A higher proportion of organ donors are white and a higher proportion of those needing kidneys are African-American. Matches across race are traditionally more difficult, as physicians have given priority to different types of immunologic compatibility, including whether the organ and the donor share the same Human Leukocyte Antigens (HLA), proteins on the surface of white blood cells and other tissues in the body that can create organ rejection and other complications. African-Americans and whites typically aren’t HLA matches, particularly one subtype known as HLA-B.
“HLA matching was prioritized under the premise that it would improve outcomes,” Segev says. “But with advancements in immunosuppressants, HLA matching isn’t as important as it once was. If you match by HLA, you might get only slightly better outcomes now. A miminal sacrifice in outcomes has meant a big gain in equity.”
Although the new research from Segev and his colleagues found that the UNOS policy change had a profound effect on racial disparities in kidney transplant, the transplant gap remains. Previous research has shown that African-Americans have been at a disadvantage at every step of the kidney transplant process including the incidence and prevalence of kidney failure, referral for transplant evaluation, placement on the waiting list and obtaining a transplant once on the list.

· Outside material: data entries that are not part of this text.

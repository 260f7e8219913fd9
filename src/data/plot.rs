//! Sample window figures (SVG output)

use crate::data::{ExampleSet, FLARE};
use anyhow::{Context, Result};
use plotters::prelude::*;
use std::path::Path;

/// Plot up to `per_class` flare and non-flare windows as a grid of line charts
///
/// Flares are drawn in red on the top row, quiet windows in blue below.
pub fn plot_examples(path: &Path, examples: &ExampleSet, per_class: usize) -> Result<()> {
    let per_class = per_class.max(1);
    let root = SVGBackend::new(path, (300 * per_class as u32, 500)).into_drawing_area();
    root.fill(&WHITE).context("Failed to draw figure background")?;

    if examples.is_empty() {
        root.draw(&Text::new(
            "No examples",
            (150 * per_class as i32, 250),
            ("sans-serif", 20).into_font().color(&BLACK),
        ))?;
        root.present()?;
        return Ok(());
    }

    let flares: Vec<usize> = (0..examples.len())
        .filter(|&i| examples.labels[i] == FLARE)
        .take(per_class)
        .collect();
    let quiet: Vec<usize> = (0..examples.len())
        .filter(|&i| examples.labels[i] != FLARE)
        .take(per_class)
        .collect();

    let panels = root.split_evenly((2, per_class));
    for (row, (indices, color)) in [(&flares, RED), (&quiet, BLUE)].into_iter().enumerate() {
        for (col, &idx) in indices.iter().enumerate() {
            let area = &panels[row * per_class + col];
            draw_window(area, examples, idx, color)?;
        }
    }

    root.present()
        .with_context(|| format!("Failed to write figure {:?}", path))?;
    Ok(())
}

fn draw_window(
    area: &DrawingArea<SVGBackend<'_>, plotters::coord::Shift>,
    examples: &ExampleSet,
    idx: usize,
    color: RGBColor,
) -> Result<()> {
    let window = examples.window(idx);
    let finite = || window.iter().copied().filter(|v| v.is_finite());
    let lo = finite().fold(f32::INFINITY, f32::min);
    let hi = finite().fold(f32::NEG_INFINITY, f32::max);
    let (lo, hi) = if lo.is_finite() && hi > lo { (lo, hi) } else { (0.0, 2.0) };
    let pad = (hi - lo) * 0.05;

    let mut chart = ChartBuilder::on(area)
        .caption(
            format!("TIC {} @ {:.3}", examples.tic[idx], examples.center_time[idx]),
            ("sans-serif", 12),
        )
        .margin(8)
        .x_label_area_size(20)
        .y_label_area_size(35)
        .build_cartesian_2d(0..window.len(), (lo - pad)..(hi + pad))?;

    chart.configure_mesh().disable_mesh().draw()?;
    chart.draw_series(LineSeries::new(
        window
            .iter()
            .enumerate()
            .filter(|(_, v)| v.is_finite())
            .map(|(i, &v)| (i, v)),
        &color,
    ))?;
    Ok(())
}
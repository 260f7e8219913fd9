use crate::data::catalog::parse_tic;
use crate::data::LightCurve;
use anyhow::{Context, Result};
use csv::ReaderBuilder;
use flate2::read::GzDecoder;
use ndarray::{Array2, Axis};
use ndarray_npy::ReadNpyExt;
use std::fs::{self, File};
use std::io::{BufReader, Read};
use std::path::{Path, PathBuf};
use tracing::{debug, info, warn};

/// Supported light-curve file formats
#[derive(Debug, Clone, Copy, PartialEq)]
pub enum FileFormat {
    Csv,
    Tsv,
    GzippedCsv,
    GzippedTsv,
    Fits,
    /// NumPy array with `time`, `flux` and `flux_err` rows
    Npy,
}

impl FileFormat {
    /// Detect file format from path
    pub fn from_path<P: AsRef<Path>>(path: P) -> Result<Self> {
        let path = path.as_ref();
        let ext = path.extension().and_then(|e| e.to_str());
        let stem = path.file_stem().and_then(|s| s.to_str());

        match (ext, stem) {
            (Some("gz"), Some(stem)) => {
                if stem.ends_with(".csv") {
                    Ok(FileFormat::GzippedCsv)
                } else if stem.ends_with(".tsv") || stem.ends_with(".txt") {
                    Ok(FileFormat::GzippedTsv)
                } else {
                    Err(anyhow::anyhow!("Cannot determine format of gzipped file {:?}", path))
                }
            }
            (Some("csv"), _) => Ok(FileFormat::Csv),
            (Some("tsv"), _) | (Some("txt"), _) => Ok(FileFormat::Tsv),
            (Some("fits"), _) | (Some("fit"), _) => Ok(FileFormat::Fits),
            (Some("npy"), _) => Ok(FileFormat::Npy),
            _ => Err(anyhow::anyhow!("Unsupported file format: {:?}", path)),
        }
    }

    /// Get delimiter character
    pub fn delimiter(&self) -> u8 {
        match self {
            FileFormat::Tsv | FileFormat::GzippedTsv => b'\t',
            _ => b',',
        }
    }

    /// Check if format is gzipped
    pub fn is_gzipped(&self) -> bool {
        matches!(self, FileFormat::GzippedCsv | FileFormat::GzippedTsv)
    }
}

/// Loader for light curves stored in an extracted dataset directory
pub struct LightCurveLoader {
    /// Name of the time column
    time_column: String,
    /// Name of the flux column
    flux_column: String,
    /// Name of the flux error column
    flux_err_column: String,
}

impl LightCurveLoader {
    pub fn new() -> Self {
        Self {
            time_column: "time".to_string(),
            flux_column: "flux".to_string(),
            flux_err_column: "flux_err".to_string(),
        }
    }

    /// Load a single light-curve file
    ///
    /// The TIC id comes from the leading digits of the file name, for
    /// example `12345_sector01.csv`.
    pub fn load<P: AsRef<Path>>(&self, path: P) -> Result<LightCurve> {
        let path = path.as_ref();
        let format = FileFormat::from_path(path)?;
        debug!("Loading {:?} as {:?}", path, format);

        if format == FileFormat::Fits {
            return crate::data::fits::read_light_curve(path);
        }

        let tic = tic_from_file_name(path)
            .with_context(|| format!("Cannot read a TIC id from file name {:?}", path))?;

        let mut lc = if format == FileFormat::Npy {
            read_npy(path, tic)?
        } else {
            let file = File::open(path)
                .with_context(|| format!("Failed to open light curve {:?}", path))?;
            if format.is_gzipped() {
                self.parse(BufReader::new(GzDecoder::new(file)), format, tic)?
            } else {
                self.parse(BufReader::new(file), format, tic)?
            }
        };

        lc.sector = sector_from_file_name(path);
        Ok(lc)
    }

    /// Load every light-curve file under `dir`
    ///
    /// Files that fail to parse are logged and skipped.
    pub fn load_dir<P: AsRef<Path>>(&self, dir: P) -> Result<Vec<LightCurve>> {
        let dir = dir.as_ref();
        info!("Loading light curves from {:?}", dir);

        let mut files = light_curve_files(dir)?;
        files.sort();

        let mut curves = Vec::with_capacity(files.len());
        for path in files {
            match self.load(&path) {
                Ok(lc) => curves.push(lc),
                Err(e) => warn!("Skipping {:?}: {:#}", path, e),
            }
        }

        info!("Loaded {} light curves", curves.len());
        Ok(curves)
    }

    /// Parse `time,flux,flux_err` rows from a reader
    fn parse<R: Read>(&self, reader: R, format: FileFormat, tic: u64) -> Result<LightCurve> {
        let mut csv_reader = ReaderBuilder::new()
            .delimiter(format.delimiter())
            .has_headers(true)
            .trim(csv::Trim::All)
            .from_reader(reader);

        let headers: Vec<String> = csv_reader
            .headers()?
            .iter()
            .map(|s| s.to_lowercase())
            .collect();
        let column = |name: &str| {
            headers
                .iter()
                .position(|h| h == name)
                .with_context(|| format!("Missing column: {}", name))
        };
        let time_idx = column(&self.time_column)?;
        let flux_idx = column(&self.flux_column)?;
        let err_idx = column(&self.flux_err_column).ok();

        let mut time = Vec::new();
        let mut flux = Vec::new();
        let mut flux_err = Vec::new();

        for result in csv_reader.records() {
            let record = result.context("Failed to parse light-curve record")?;
            // Missing or unparsable values become NaN and are dealt with by the NaN filter
            let value = |idx: usize| {
                record
                    .get(idx)
                    .and_then(|s| s.parse::<f64>().ok())
                    .unwrap_or(f64::NAN)
            };

            time.push(value(time_idx));
            flux.push(value(flux_idx) as f32);
            flux_err.push(err_idx.map(|i| value(i) as f32).unwrap_or(f32::NAN));
        }

        LightCurve::new(tic, time, flux, flux_err)
    }
}

/// Read a `.npy` light curve
///
/// The array holds `[time, flux, flux_err]` as rows (shape `[3, n]`) or as
/// columns (shape `[n, 3]`), stored as `f8` or `f4`.
fn read_npy(path: &Path, tic: u64) -> Result<LightCurve> {
    let open = || File::open(path).with_context(|| format!("Failed to open light curve {:?}", path));
    let array = match Array2::<f64>::read_npy(BufReader::new(open()?)) {
        Ok(array) => array,
        Err(_) => Array2::<f32>::read_npy(BufReader::new(open()?))
            .with_context(|| format!("Failed to read NumPy array {:?}", path))?
            .mapv(f64::from),
    };
    light_curve_from_rows(array, tic)
}

fn light_curve_from_rows(array: Array2<f64>, tic: u64) -> Result<LightCurve> {
    let rows = match array.dim() {
        (3, _) => array,
        (_, 3) => array.reversed_axes(),
        shape => anyhow::bail!("Expected a [3, n] or [n, 3] array, got shape {:?}", shape),
    };
    let row = |i: usize| rows.index_axis(Axis(0), i);

    let time = row(0).to_vec();
    let flux = row(1).iter().map(|&v| v as f32).collect();
    let flux_err = row(2).iter().map(|&v| v as f32).collect();
    LightCurve::new(tic, time, flux, flux_err)
}

impl Default for LightCurveLoader {
    fn default() -> Self {
        Self::new()
    }
}

/// Recursively collect light-curve files under `dir`
pub fn light_curve_files(dir: &Path) -> Result<Vec<PathBuf>> {
    let mut files = Vec::new();
    for entry in fs::read_dir(dir).with_context(|| format!("Failed to read directory {:?}", dir))? {
        let path = entry.context("Failed to read directory entry")?.path();
        if path.is_dir() {
            files.extend(light_curve_files(&path)?);
        } else {
            // FITS files carry the TIC id in their header
            let wanted = match FileFormat::from_path(&path) {
                Ok(FileFormat::Fits) => true,
                Ok(_) => tic_from_file_name(&path).is_some(),
                Err(_) => false,
            };
            if wanted {
                files.push(path);
            }
        }
    }
    Ok(files)
}

/// TIC id from the leading digits of a file name
pub fn tic_from_file_name(path: &Path) -> Option<u64> {
    let name = path.file_name()?.to_str()?;
    let name = name.strip_prefix("TIC").unwrap_or(name);
    let digits: String = name
        .trim_start_matches(['_', '-'])
        .chars()
        .take_while(|c| c.is_ascii_digit())
        .collect();
    parse_tic(&digits)
}

/// Sector number from a `sectorNN` or `sNNNN` token in the file name
pub fn sector_from_file_name(path: &Path) -> Option<u32> {
    let name = path.file_name()?.to_str()?.to_lowercase();
    let start = name.find("sector")? + "sector".len();
    name[start..]
        .chars()
        .take_while(|c| c.is_ascii_digit())
        .collect::<String>()
        .parse()
        .ok()
}
pub mod predictor;

pub use predictor::Predictor;

use anyhow::{Context, Result};
use serde::{Deserialize, Serialize};
use std::collections::HashSet;
use std::path::Path;

/// Per-cadence flare probabilities for one light curve
#[derive(Debug, Clone, Serialize, Deserialize)]
pub struct FlarePredictionTrack {
    pub tic: u64,
    pub sector: Option<u32>,
    pub time: Vec<f64>,
    pub flux: Vec<f32>,
    pub flux_err: Vec<f32>,
    /// None where no full window fits around the cadence
    pub probability: Vec<Option<f32>>,
}

/// Contiguous run of cadences above the flare threshold
#[derive(Debug, Clone, PartialEq, Serialize, Deserialize)]
pub struct FlareCandidate {
    pub tic: u64,
    pub sector: Option<u32>,
    pub start_time: f64,
    pub peak_time: f64,
    pub end_time: f64,
    pub peak_probability: f32,
    pub cadences: usize,
}

impl FlarePredictionTrack {
    /// Number of cadences that received a probability
    pub fn scored_cadences(&self) -> usize {
        self.probability.iter().filter(|p| p.is_some()).count()
    }

    pub fn max_probability(&self) -> Option<f32> {
        self.probability
            .iter()
            .flatten()
            .copied()
            .fold(None, |acc, p| Some(acc.map_or(p, |a: f32| a.max(p))))
    }

    /// Runs of consecutive scored cadences with probability >= `threshold`
    pub fn flare_candidates(&self, threshold: f32) -> Vec<FlareCandidate> {
        let mut candidates = Vec::new();
        let mut run: Option<(usize, usize)> = None;

        for i in 0..=self.probability.len() {
            let above = self
                .probability
                .get(i)
                .copied()
                .flatten()
                .map_or(false, |p| p >= threshold);

            match (above, run) {
                (true, None) => run = Some((i, i)),
                (true, Some((start, _))) => run = Some((start, i)),
                (false, Some((start, end))) => {
                    candidates.push(self.candidate(start, end));
                    run = None;
                }
                (false, None) => {}
            }
        }
        candidates
    }

    fn candidate(&self, start: usize, end: usize) -> FlareCandidate {
        let (peak, peak_probability) = (start..=end)
            .filter_map(|i| self.probability[i].map(|p| (i, p)))
            .fold((start, f32::MIN), |best, (i, p)| if p > best.1 { (i, p) } else { best });

        FlareCandidate {
            tic: self.tic,
            sector: self.sector,
            start_time: self.time[start],
            peak_time: self.time[peak],
            end_time: self.time[end],
            peak_probability,
            cadences: end - start + 1,
        }
    }
}

/// Predictions over many light curves
#[derive(Debug, Clone, Serialize, Deserialize)]
pub struct BatchPredictionResult {
    pub tracks: Vec<FlarePredictionTrack>,
    pub candidates: Vec<FlareCandidate>,
    pub summary: PredictionSummary,
}

/// One row of the per-cadence CSV export
#[derive(Serialize)]
struct CadenceRow {
    tic: u64,
    sector: Option<u32>,
    time: f64,
    flux: f32,
    flux_err: f32,
    probability: Option<f32>,
}

impl BatchPredictionResult {
    pub fn new(tracks: Vec<FlarePredictionTrack>, threshold: f32) -> Self {
        let candidates: Vec<FlareCandidate> = tracks
            .iter()
            .flat_map(|t| t.flare_candidates(threshold))
            .collect();
        let summary = PredictionSummary::from_tracks(&tracks, &candidates, threshold);

        Self {
            tracks,
            candidates,
            summary,
        }
    }

    /// Tracks of one target
    pub fn tracks_for(&self, tic: u64) -> Vec<&FlarePredictionTrack> {
        self.tracks.iter().filter(|t| t.tic == tic).collect()
    }

    /// Flare candidates as CSV
    pub fn candidates_to_csv(&self) -> Result<String> {
        let mut writer = csv::Writer::from_writer(Vec::new());
        for candidate in &self.candidates {
            writer.serialize(candidate)?;
        }
        into_string(writer)
    }

    /// Every cadence of every track as CSV
    pub fn tracks_to_csv(&self) -> Result<String> {
        let mut writer = csv::Writer::from_writer(Vec::new());
        for track in &self.tracks {
            for i in 0..track.time.len() {
                writer.serialize(CadenceRow {
                    tic: track.tic,
                    sector: track.sector,
                    time: track.time[i],
                    flux: track.flux[i],
                    flux_err: track.flux_err.get(i).copied().unwrap_or(f32::NAN),
                    probability: track.probability[i],
                })?;
            }
        }
        into_string(writer)
    }

    pub fn to_json(&self) -> Result<String> {
        serde_json::to_string_pretty(self).context("Failed to serialize predictions")
    }

    /// Write `candidates.csv`, `cadences.csv` and `predictions.json` into `dir`
    pub fn write_to_dir(&self, dir: &Path) -> Result<()> {
        crate::utils::ensure_dir(dir)?;
        let outputs = [
            ("candidates.csv", self.candidates_to_csv()?),
            ("cadences.csv", self.tracks_to_csv()?),
            ("predictions.json", self.to_json()?),
        ];
        for (name, content) in outputs {
            let path = dir.join(name);
            std::fs::write(&path, content).with_context(|| format!("Failed to write {:?}", path))?;
        }
        Ok(())
    }
}

fn into_string(writer: csv::Writer<Vec<u8>>) -> Result<String> {
    let bytes = writer.into_inner().context("Failed to flush CSV writer")?;
    String::from_utf8(bytes).context("CSV output is not UTF-8")
}

/// Prediction summary statistics
#[derive(Debug, Clone, Serialize, Deserialize, Default)]
pub struct PredictionSummary {
    pub light_curves: usize,
    pub targets: usize,
    pub total_cadences: usize,
    pub scored_cadences: usize,
    pub threshold: f32,
    pub flare_candidates: usize,
    pub targets_with_flares: usize,
    pub max_probability: Option<f32>,
}

impl PredictionSummary {
    pub fn from_tracks(
        tracks: &[FlarePredictionTrack],
        candidates: &[FlareCandidate],
        threshold: f32,
    ) -> Self {
        let targets: HashSet<u64> = tracks.iter().map(|t| t.tic).collect();
        let flaring: HashSet<u64> = candidates.iter().map(|c| c.tic).collect();
        let max_probability = tracks
            .iter()
            .filter_map(|t| t.max_probability())
            .fold(None, |acc: Option<f32>, p| Some(acc.map_or(p, |a| a.max(p))));

        Self {
            light_curves: tracks.len(),
            targets: targets.len(),
            total_cadences: tracks.iter().map(|t| t.time.len()).sum(),
            scored_cadences: tracks.iter().map(|t| t.scored_cadences()).sum(),
            threshold,
            flare_candidates: candidates.len(),
            targets_with_flares: flaring.len(),
            max_probability,
        }
    }

    /// Print summary to stdout
    pub fn print(&self) {
        println!("\n=== Prediction Summary ===");
        println!("Light curves: {} ({} targets)", self.light_curves, self.targets);
        println!(
            "Scored cadences: {} of {}",
            self.scored_cadences, self.total_cadences
        );
        println!(
            "Flare candidates (p >= {:.2}): {}",
            self.threshold, self.flare_candidates
        );
        println!("Targets with flares: {}", self.targets_with_flares);
        if let Some(p) = self.max_probability {
            println!("Highest probability: {:.4}", p);
        }
        println!("==========================\n");
    }
}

Segev says research is needed into why there is still a disparity and how to ensure even more equitable access to lifesaving organs.
The study was funded in part by Health Resources and Services Administration.
Other Hopkins researchers involved in the research include Erin C. Hall, M.D.; Allan B. Massie, M.H.S.; Nathan T. James, Sc.M.; Jacqueline M. Garonzik Wang, M.D.; Robert A. Montgomery, M.D., D.Phil.; and Jonathan C. Berger, M.D.